Re: [PATCH] sched/fair: Prefer fully-idle SMT cores in asym-capacity idle selection

From: Andrea Righi

Date: Thu Mar 19 2026 - 10:01:31 EST


Hi Christian,

On Thu, Mar 19, 2026 at 11:58:39AM +0000, Christian Loehle wrote:
> On 3/18/26 17:09, Andrea Righi wrote:
> > Hi Christian,
> >
> > On Wed, Mar 18, 2026 at 03:43:26PM +0000, Christian Loehle wrote:
> >> On 3/18/26 10:31, Andrea Righi wrote:
> >>> Hi Vincent,
> >>>
> >>> On Wed, Mar 18, 2026 at 10:41:15AM +0100, Vincent Guittot wrote:
> >>>> On Wed, 18 Mar 2026 at 10:22, Andrea Righi <arighi@xxxxxxxxxx> wrote:
> >>>>>
> >>>>> On systems with asymmetric CPU capacity (e.g., ACPI/CPPC reporting
> >>>>> different per-core frequencies), the wakeup path uses
> >>>>> select_idle_capacity() and prioritizes idle CPUs with higher capacity
> >>>>> for better task placement. However, when those CPUs belong to SMT cores,
> >>>>
> >>>> Interesting, which kind of system has both SMT and SD_ASYM_CPUCAPACITY
> >>>> ? I thought both were never set simultaneously and SD_ASYM_PACKING was
> >>>> used for system involving SMT like x86
> >>>
> >>> It's an NVIDIA platform (not publicly available yet), where the firmware
> >>> exposes different CPU capacities and has SMT enabled, so both
> >>> SD_ASYM_CPUCAPACITY and SMT are present. I'm not sure whether the final
> >>> firmware release will keep this exact configuration (there's a good chance
> >>> it will), so I'm targeting it to be prepared.
> >>
> >>
> >> Andrea,
> >> that makes me think, I've played with a nvidia grace available to me recently,
> >> which sets slightly different CPPC highest_perf values (~2%) which automatically
> >> will set SD_ASYM_CPUCAPACITY and run the entire capacity-aware scheduling
> >> machinery for really almost negligible capacity differences, where it's
> >> questionable how sensible that is.
> >
> > That looks like the same system that I've been working with. I agree that
> > treating small CPPC differences as full asymmetry can be a bit overkill.
> >
> > I've been experimenting with flattening the capacities (to force the
> > "regular" idle CPU selection policy), which performs better than the
> > current asym-capacity CPU selection. However, adding the SMT awareness to
> > the asym-capacity, seems to give a consistent +2-3% (same set of
> > CPU-intensive benchmarks) compared to flatening alone, which is not bad.
> >
> >> I have an arm64 + CPPC implementation for asym-packing for this machine, maybe
> >> we can reuse that for here too?
> >
> > Sure, that sounds interesting, if it's available somewhere I'd be happy to
> > do some testing.
> >
> Hi Andrea,
>
> I will clean up the asympacking code a bit and share it with you for testing.
>
> Interestingly, when we looked at DCPerf MediaWiki, we found the exact opposite.
>
> On NVIDIA Grace, enabling CAS due to the small CPPC highest_perf differences was
> actually beneficial for the workload. More interestingly, we saw a similar uplift
> on a different arm64 server without ASYM_CPUCAPACITY when we force-enabled
> sched_asym_cpucap_active() even though the system was highest_perf-symmetric.
> That suggests the uplift on Grace may have come from CAS-specific behavior rather
> than from better selection of the highest_perf CPUs.

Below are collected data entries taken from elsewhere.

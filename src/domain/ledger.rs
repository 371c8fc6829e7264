use super::address::Address;
use super::event::LedgerEvent;
use super::value::{Timestamp, Wei};
use crate::error::{FaucetError, Result};
use serde::{Deserialize, Serialize};

/// Minimum chain-time gap between two successful requests of the same caller.
pub const COOLDOWN_SECONDS: u64 = 60;

/// The disbursement ledger: pooled balance, per-request amount, and owner.
///
/// Per-requester timing lives in [`RequestRecord`]s, which are looked up by the
/// caller of [`Ledger::stage_request`] and handed in explicitly.
#[derive(Debug, Serialize, Deserialize, PartialEq, Eq, Clone)]
pub struct Ledger {
    /// The only identity allowed to change `withdrawable_value`. Never changes.
    pub owner: Address,
    /// Amount disbursed per successful request.
    pub withdrawable_value: Wei,
    /// Total value currently held by the ledger.
    pub pool_balance: Wei,
}

/// Last successful request of one requester.
#[derive(Debug, Serialize, Deserialize, PartialEq, Eq, Clone, Copy)]
pub struct RequestRecord {
    pub requester: Address,
    pub last_request_at: Timestamp,
}

/// Chain time from which a requester whose previous request is `last` may ask
/// again. A requester who never asked counts as having asked at
/// [`Timestamp::EPOCH`].
pub fn next_possible_request(last: Option<&RequestRecord>) -> Timestamp {
    last.map_or(Timestamp::EPOCH, |r| r.last_request_at)
        .saturating_add(COOLDOWN_SECONDS)
}

/// A validated request whose effects have not been applied yet.
///
/// Produced by [`Ledger::stage_request`] and applied by [`Ledger::commit`].
#[derive(Debug, PartialEq, Eq, Clone, Copy)]
pub struct Disbursement {
    pub recipient: Address,
    pub amount: Wei,
    pub requested_at: Timestamp,
    pub pool_after: Wei,
}

impl Disbursement {
    /// The request record to persist on commit.
    pub fn record(&self) -> RequestRecord {
        RequestRecord {
            requester: self.recipient,
            last_request_at: self.requested_at,
        }
    }

    /// The event emitted on commit.
    pub fn event(&self) -> LedgerEvent {
        LedgerEvent::NextPossibleRequest(self.requested_at.saturating_add(COOLDOWN_SECONDS))
    }
}

impl Ledger {
    /// Creates a ledger endowed with `initial_funding`.
    pub fn new(owner: Address, withdrawable_value: Wei, initial_funding: Wei) -> Self {
        Self {
            owner,
            withdrawable_value,
            pool_balance: initial_funding,
        }
    }

    /// Adds `amount` to the pool. Anyone may fund.
    pub fn fund(&mut self, amount: Wei) -> Result<LedgerEvent> {
        self.pool_balance = self.pool_balance.checked_add(amount)?;
        Ok(LedgerEvent::FundFaucet(amount))
    }

    /// Changes the per-request amount. Zero is accepted.
    pub fn update_withdrawable_value(
        &mut self,
        caller: &Address,
        new_value: Wei,
    ) -> Result<LedgerEvent> {
        if *caller != self.owner {
            return Err(FaucetError::Unauthorized { caller: *caller });
        }
        self.withdrawable_value = new_value;
        Ok(LedgerEvent::UpdateWithdrawValue(new_value))
    }

    /// Validates a request by `caller` at chain time `now` without mutating.
    ///
    /// `last` is the caller's previous request, `None` if there never was one;
    /// see [`next_possible_request`].
    pub fn stage_request(
        &self,
        caller: &Address,
        last: Option<&RequestRecord>,
        now: Timestamp,
    ) -> Result<Disbursement> {
        let next_possible = next_possible_request(last);
        if now < next_possible {
            return Err(FaucetError::TooEarly { now, next_possible });
        }

        if !self.is_funded() {
            return Err(FaucetError::InsufficientPool {
                pool: self.pool_balance,
                required: self.withdrawable_value,
            });
        }

        Ok(Disbursement {
            recipient: *caller,
            amount: self.withdrawable_value,
            requested_at: now,
            pool_after: self.pool_balance.checked_sub(self.withdrawable_value)?,
        })
    }

    /// Applies a staged disbursement and returns its event.
    pub fn commit(&mut self, disbursement: &Disbursement) -> LedgerEvent {
        self.pool_balance = disbursement.pool_after;
        disbursement.event()
    }

    /// Whether the pool can serve at least one more request.
    pub fn is_funded(&self) -> bool {
        self.pool_balance >= self.withdrawable_value
    }
}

What NVIDIA Grace in particular? On GB300 ASYM_CPUCAPACITY seems to be
enabled. I can try to disable / equalize the capacities and repeat the test
there as well.

>
> I'd be very curious whether something similar (i.e. the inverse) is happening in your
> case as well, i.e. flattening the capacities but still forcing
> select_idle_sibling() / sched_asym_cpucap_active() despite equal capacities. Of course,
> that will also depend on the workloads (what are you testing?)

I can definitely try that. I'm using an internal benchmark suite, in
particular the benchmark that is showing the bigger improvements is based
on the NVBLAS library (but using the CPUs, not the GPUs), not sure if it's
publicly available, I'll check.

>
> Just to illustrate, below is one example where CAS improved both score and CPU utilization:
> +--------------------------+----------------------+-------------------------+-----------------------------------------+
> | Platform | default (v6.8) | force all CPUs = 1024 | force sched_asym_cpucap_active() = TRUE |
> +--------------------------+----------------------+-------------------------+-----------------------------------------+
> | arm64 symmetric (72 CPUs)| 100% (90% CPU util) | ------------- | 104.26% (99%) |
> | Grace (72 CPUs) | 100% (99%) | 99.49% (90%) | ------------- |
> +--------------------------+----------------------+-------------------------+-----------------------------------------+

I see, interesting. Now I'm curious to do the opposite on the GB300 that I
have access to, flattening the capacities to 1024 and see what I get.

Thanks,
-Andrea